Creekbank Blog

The writing blog of Curt Iles and Creekbank Stories. Our mission: To connect hearts to God by using stories of encouragement and inspiration.

Wednesday, January 31, 2007

Preface: The Mockingbird’s Midnight Song

-But at midnight Paul and Silas were praying and singing hymns to God, and the prisoners were listening to them (Acts 16:25).

It’s the middle of another restless and sleepless night. Being exhausted both physically and mentally, yet unable to get the thing you need most - sleep, is so frustrating. So I finally wearily rolled out of bed. That’s what all of the sleep books tell you to do when you have insomnia. Get out of bed and do something. Read. Eat a snack. Watch TV. Pray.
I’ve tried all of these night after night and very seldom do any of them work. My mind and heart seem to be racing along at one hundred miles per hour. Nothing seems to be able to slow down the sadness and anxiety inside me.

On this particular night, I decide to walk outside.

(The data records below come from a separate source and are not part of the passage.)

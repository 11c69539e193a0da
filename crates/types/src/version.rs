//! Release version identifiers and their ordering
//!
//! Identifiers published by the metadata service are not semver. They look
//! like `1.21.11`, `1.21.11-rc3` or `1.21.4-pre1`, and a plain lexicographic
//! sort puts `1.7.10` after `1.21.11`. Ordering here is:
//!
//! 1. numeric on the dot-separated prefix (shorter prefixes zero-padded)
//! 2. for equal prefixes, a suffixed identifier sorts before the bare one
//!    (`1.21.11-rc3` < `1.21.11`), and two suffixes compare as plain strings
//! 3. identifiers still equal after that fall back to the raw string, which
//!    keeps the order total

use serde::{Deserialize, Serialize};
use std::cmp::Ordering;
use std::fmt;

/// Markers that flag an identifier as a prerelease (matched lowercase)
const PRERELEASE_MARKERS: &[&str] = &["snapshot", "-pre", "-rc"];

/// A version identifier with its comparable parts pre-split
#[derive(Debug, Clone, PartialEq, Eq, Hash, Serialize, Deserialize)]
#[serde(from = "String", into = "String")]
pub struct ReleaseVersion {
    raw: String,
    numeric: Vec<u64>,
    suffix: Option<String>,
}

impl ReleaseVersion {
    /// Split an identifier into its numeric prefix and optional suffix
    ///
    /// Parsing never fails: a dot component without leading digits counts as
    /// zero.
    #[must_use]
    pub fn parse(raw: &str) -> Self {
        let (prefix, suffix) = match raw.split_once('-') {
            Some((prefix, suffix)) => (prefix, Some(suffix.to_string())),
            None => (raw, None),
        };

        Self {
            raw: raw.to_string(),
            numeric: prefix.split('.').map(leading_number).collect(),
            suffix,
        }
    }

    /// The identifier exactly as published
    #[must_use]
    pub fn as_str(&self) -> &str {
        &self.raw
    }

    /// Dot-separated numeric prefix
    #[must_use]
    pub fn numeric(&self) -> &[u64] {
        &self.numeric
    }

    /// Text after the first hyphen, if any
    #[must_use]
    pub fn suffix(&self) -> Option<&str> {
        self.suffix.as_deref()
    }

    /// Whether this identifier is a snapshot, pre-release or release candidate
    #[must_use]
    pub fn is_prerelease(&self) -> bool {
        is_prerelease(&self.raw)
    }

    fn cmp_numeric(&self, other: &Self) -> Ordering {
        let len = self.numeric.len().max(other.numeric.len());
        for i in 0..len {
            let a = self.numeric.get(i).copied().unwrap_or(0);
            let b = other.numeric.get(i).copied().unwrap_or(0);
            match a.cmp(&b) {
                Ordering::Equal => {}
                ord => return ord,
            }
        }
        Ordering::Equal
    }

    fn cmp_suffix(&self, other: &Self) -> Ordering {
        match (&self.suffix, &other.suffix) {
            (None, None) => Ordering::Equal,
            (Some(_), None) => Ordering::Less,
            (None, Some(_)) => Ordering::Greater,
            (Some(a), Some(b)) => a.cmp(b),
        }
    }
}

impl Ord for ReleaseVersion {
    fn cmp(&self, other: &Self) -> Ordering {
        self.cmp_numeric(other)
            .then_with(|| self.cmp_suffix(other))
            .then_with(|| self.raw.cmp(&other.raw))
    }
}

impl PartialOrd for ReleaseVersion {
    fn partial_cmp(&self, other: &Self) -> Option<Ordering> {
        Some(self.cmp(other))
    }
}

impl fmt::Display for ReleaseVersion {
    fn fmt(&self, f: &mut fmt::Formatter<'_>) -> fmt::Result {
        f.write_str(&self.raw)
    }
}

impl From<String> for ReleaseVersion {
    fn from(raw: String) -> Self {
        Self::parse(&raw)
    }
}

impl From<&str> for ReleaseVersion {
    fn from(raw: &str) -> Self {
        Self::parse(raw)
    }
}

impl From<ReleaseVersion> for String {
    fn from(version: ReleaseVersion) -> Self {
        version.raw
    }
}

/// Compare two raw identifiers with release ordering
#[must_use]
pub fn compare_versions(a: &str, b: &str) -> Ordering {
    ReleaseVersion::parse(a).cmp(&ReleaseVersion::parse(b))
}

/// Whether an identifier names a snapshot, pre-release or release candidate
///
/// Matches `snapshot` anywhere, or a `-pre` / `-rc` segment, ignoring case.
#[must_use]
pub fn is_prerelease(id: &str) -> bool {
    let lower = id.to_ascii_lowercase();
    PRERELEASE_MARKERS
        .iter()
        .any(|marker| lower.contains(marker))
}

fn leading_number(component: &str) -> u64 {
    let digits: &str = component
        .find(|c: char| !c.is_ascii_digit())
        .map_or(component, |end| &component[..end]);

    if digits.is_empty() {
        0
    } else {
        digits.parse().unwrap_or(u64::MAX)
    }
}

It’s about midnight, cloudy, and there is no moon. In the rural area where I live, outdoor light is not overwhelming so the yard is very dark, even as my eyes adjust to being outside. I’ve always loved being outside at night - looking at the stars, tracing the path of an overhead jet, and just soaking in the soothing sounds of a country night..

But in my depression and insomnia, my soul feels just as black as the darkness surrounding me. I’m completely enveloped in it. I stand there, trying to concentrate and pray in the quiet darkness. I think back to the books I’ve read by those who’ve been depressed. These books all have something in common. They always describe their depression in terms of darkness, night, or blackness. One writer called it, “The black night of the soul.” Author
William Styron described it as “The black dog of despair.”[i] Winston Churchill, also a depression sufferer, called it “my black dog.”

Tonight the silence is deafening. It is as if even the night creatures, such as the crickets, owls, frogs, and barking dogs, have found a hiding place to escape the darkness.
Then suddenly from the river birch tree in our driveway comes clear beautiful singing. It is a mockingbird. If you aren’t from the South and haven’t heard this bird, it is hard to describe its song. It is loud and is made up of about seven sequences of sounds - some stolen from other birds or nearby common sounds. In the classic book, Louisiana Birds, [ii] ornithologist George Lowery tells of a “mockingbird that so successfully imitated a dinner bell that it frequently caused the farm hands to come out of the field expecting their noon meal.”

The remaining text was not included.